→ **Provided material**:
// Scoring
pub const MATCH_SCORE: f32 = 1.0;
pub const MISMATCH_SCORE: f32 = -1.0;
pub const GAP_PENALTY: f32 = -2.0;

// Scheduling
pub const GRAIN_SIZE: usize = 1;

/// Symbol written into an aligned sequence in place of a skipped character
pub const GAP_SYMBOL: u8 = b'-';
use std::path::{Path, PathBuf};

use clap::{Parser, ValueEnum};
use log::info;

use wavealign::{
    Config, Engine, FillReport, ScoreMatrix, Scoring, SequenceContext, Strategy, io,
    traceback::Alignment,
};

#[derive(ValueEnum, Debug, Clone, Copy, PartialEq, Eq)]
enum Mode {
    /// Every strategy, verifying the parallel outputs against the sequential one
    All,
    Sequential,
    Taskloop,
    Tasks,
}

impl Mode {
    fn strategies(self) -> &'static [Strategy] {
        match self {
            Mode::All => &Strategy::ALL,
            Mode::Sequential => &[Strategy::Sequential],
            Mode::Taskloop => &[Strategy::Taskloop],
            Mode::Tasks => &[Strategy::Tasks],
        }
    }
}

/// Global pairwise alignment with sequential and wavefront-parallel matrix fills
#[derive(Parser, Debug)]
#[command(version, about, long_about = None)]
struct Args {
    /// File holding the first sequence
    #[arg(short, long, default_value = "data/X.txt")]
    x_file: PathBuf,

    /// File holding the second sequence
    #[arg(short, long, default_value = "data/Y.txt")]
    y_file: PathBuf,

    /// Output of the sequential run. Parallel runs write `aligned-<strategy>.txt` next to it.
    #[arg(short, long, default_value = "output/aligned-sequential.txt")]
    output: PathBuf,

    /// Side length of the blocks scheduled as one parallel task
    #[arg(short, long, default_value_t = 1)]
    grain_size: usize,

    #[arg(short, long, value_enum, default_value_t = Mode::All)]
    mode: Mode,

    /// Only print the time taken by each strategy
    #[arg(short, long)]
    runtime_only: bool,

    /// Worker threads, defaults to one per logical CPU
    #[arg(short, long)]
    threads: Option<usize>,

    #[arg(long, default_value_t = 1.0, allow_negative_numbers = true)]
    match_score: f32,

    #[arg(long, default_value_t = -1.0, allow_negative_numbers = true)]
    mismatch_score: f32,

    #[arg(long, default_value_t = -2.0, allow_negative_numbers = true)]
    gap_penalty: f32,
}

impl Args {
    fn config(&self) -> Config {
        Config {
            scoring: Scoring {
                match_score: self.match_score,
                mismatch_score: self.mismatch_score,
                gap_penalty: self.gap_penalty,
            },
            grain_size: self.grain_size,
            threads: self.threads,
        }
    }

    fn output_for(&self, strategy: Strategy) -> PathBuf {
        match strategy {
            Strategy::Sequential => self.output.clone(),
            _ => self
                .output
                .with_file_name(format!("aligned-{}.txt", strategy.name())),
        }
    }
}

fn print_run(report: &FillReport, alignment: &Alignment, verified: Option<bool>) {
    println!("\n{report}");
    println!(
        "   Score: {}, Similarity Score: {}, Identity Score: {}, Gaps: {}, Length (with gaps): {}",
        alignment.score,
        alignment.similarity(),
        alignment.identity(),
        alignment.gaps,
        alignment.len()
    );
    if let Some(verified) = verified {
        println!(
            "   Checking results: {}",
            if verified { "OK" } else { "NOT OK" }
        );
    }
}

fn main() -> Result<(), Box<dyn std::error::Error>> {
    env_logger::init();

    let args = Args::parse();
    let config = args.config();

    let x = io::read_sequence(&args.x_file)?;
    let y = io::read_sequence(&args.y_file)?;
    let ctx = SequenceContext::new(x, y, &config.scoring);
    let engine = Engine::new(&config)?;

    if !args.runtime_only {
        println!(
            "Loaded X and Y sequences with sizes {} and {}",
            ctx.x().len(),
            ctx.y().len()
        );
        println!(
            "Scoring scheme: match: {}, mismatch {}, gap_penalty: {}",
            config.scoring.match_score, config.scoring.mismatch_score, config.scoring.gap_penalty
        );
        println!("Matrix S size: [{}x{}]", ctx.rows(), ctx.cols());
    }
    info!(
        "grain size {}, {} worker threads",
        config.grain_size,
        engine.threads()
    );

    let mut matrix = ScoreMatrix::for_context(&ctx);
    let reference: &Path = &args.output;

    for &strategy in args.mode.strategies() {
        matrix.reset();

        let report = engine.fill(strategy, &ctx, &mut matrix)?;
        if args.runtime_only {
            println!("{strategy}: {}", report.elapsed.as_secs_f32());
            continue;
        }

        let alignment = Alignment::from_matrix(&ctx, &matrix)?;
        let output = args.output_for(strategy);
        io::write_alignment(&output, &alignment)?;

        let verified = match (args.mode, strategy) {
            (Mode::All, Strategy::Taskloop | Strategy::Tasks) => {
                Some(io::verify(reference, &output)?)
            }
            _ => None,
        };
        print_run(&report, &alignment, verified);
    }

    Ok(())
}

→ **Brief**: Exactly as they are written, print the entries again.

→ **Exercise result**:
// Scoring
pub const MATCH_SCORE: f32 = 1.0;
pub const MISMATCH_SCORE: f32 = -1.0;
pub const GAP_PENALTY: f32 = -2.0;

// Scheduling
pub const GRAIN_SIZE: usize = 1;

/// Symbol written into an aligned sequence in place of a skipped character
pub const GAP_SYMBOL: u8 = b'-';
use std::path::{Path, PathBuf};

use clap::{Parser, ValueEnum};
use log::info;

use wavealign::{
    Config, Engine, FillReport, ScoreMatrix, Scoring, SequenceContext, Strategy, io,
    traceback::Alignment,
};

#[derive(ValueEnum, Debug, Clone, Copy, PartialEq, Eq)]
enum Mode {
    /// Every strategy, verifying the parallel outputs against the sequential one
    All,
    Sequential,
    Taskloop,
    Tasks,
}

impl Mode {
    fn strategies(self) -> &'static [Strategy] {
        match self {
            Mode::All => &Strategy::ALL,
            Mode::Sequential => &[Strategy::Sequential],
            Mode::Taskloop => &[Strategy::Taskloop],
            Mode::Tasks => &[Strategy::Tasks],
        }
    }
}

/// Global pairwise alignment with sequential and wavefront-parallel matrix fills
#[derive(Parser, Debug)]
#[command(version, about, long_about = None)]
struct Args {
    /// File holding the first sequence
    #[arg(short, long, default_value = "data/X.txt")]
    x_file: PathBuf,

    /// File holding the second sequence
    #[arg(short, long, default_value = "data/Y.txt")]
    y_file: PathBuf,

    /// Output of the sequential run. Parallel runs write `aligned-<strategy>.txt` next to it.
    #[arg(short, long, default_value = "output/aligned-sequential.txt")]
    output: PathBuf,

    /// Side length of the blocks scheduled as one parallel task
    #[arg(short, long, default_value_t = 1)]
    grain_size: usize,

    #[arg(short, long, value_enum, default_value_t = Mode::All)]
    mode: Mode,

    /// Only print the time taken by each strategy
    #[arg(short, long)]
    runtime_only: bool,

    /// Worker threads, defaults to one per logical CPU
    #[arg(short, long)]
    threads: Option<usize>,

    #[arg(long, default_value_t = 1.0, allow_negative_numbers = true)]
    match_score: f32,

    #[arg(long, default_value_t = -1.0, allow_negative_numbers = true)]
    mismatch_score: f32,

    #[arg(long, default_value_t = -2.0, allow_negative_numbers = true)]
    gap_penalty: f32,
}

impl Args {
    fn config(&self) -> Config {
        Config {
            scoring: Scoring {
                match_score: self.match_score,
                mismatch_score: self.mismatch_score,
                gap_penalty: self.gap_penalty,
            },
            grain_size: self.grain_size,
            threads: self.threads,
        }
    }

    fn output_for(&self, strategy: Strategy) -> PathBuf {
        match strategy {
            Strategy::Sequential => self.output.clone(),
            _ => self
                .output
                .with_file_name(format!("aligned-{}.txt", strategy.name())),
        }
    }
}

fn print_run(report: &FillReport, alignment: &Alignment, verified: Option<bool>) {
    println!("\n{report}");
    println!(
        "   Score: {}, Similarity Score: {}, Identity Score: {}, Gaps: {}, Length (with gaps): {}",
        alignment.score,
        alignment.similarity(),
        alignment.identity(),
        alignment.gaps,
        alignment.len()
    );
    if let Some(verified) = verified {
        println!(
            "   Checking results: {}",
            if verified { "OK" } else { "NOT OK" }
        );
    }
}

fn main() -> Result<(), Box<dyn std::error::Error>> {
    env_logger::init();

    let args = Args::parse();
    let config = args.config();

    let x = io::read_sequence(&args.x_file)?;
    let y = io::read_sequence(&args.y_file)?;
    let ctx = SequenceContext::new(x, y, &config.scoring);
    let engine = Engine::new(&config)?;

    if !args.runtime_only {
        println!(
            "Loaded X and Y sequences with sizes {} and {}",
            ctx.x().len(),
            ctx.y().len()
        );
        println!(
            "Scoring scheme: match: {}, mismatch {}, gap_penalty: {}",
            config.scoring.match_score, config.scoring.mismatch_score, config.scoring.gap_penalty
        );
        println!("Matrix S size: [{}x{}]", ctx.rows(), ctx.cols());
    }
    info!(
        "grain size {}, {} worker threads",
        config.grain_size,
        engine.threads()
    );

    let mut matrix = ScoreMatrix::for_context(&ctx);
    let reference: &Path = &args.output;

    for &strategy in args.mode.strategies() {
        matrix.reset();

        let report = engine.fill(strategy, &ctx, &mut matrix)?;
        if args.runtime_only {
            println!("{strategy}: {}", report.elapsed.as_secs_f32());
            continue;
        }

        let alignment = Alignment::from_matrix(&ctx, &matrix)?;
        let output = args.output_for(strategy);
        io::write_alignment(&output, &alignment)?;

        let verified = match (args.mode, strategy) {
            (Mode::All, Strategy::Taskloop | Strategy::Tasks) => {
                Some(io::verify(reference, &output)?)
            }
            _ => None,
        };
        print_run(&report, &alignment, verified);
    }

    Ok(())
}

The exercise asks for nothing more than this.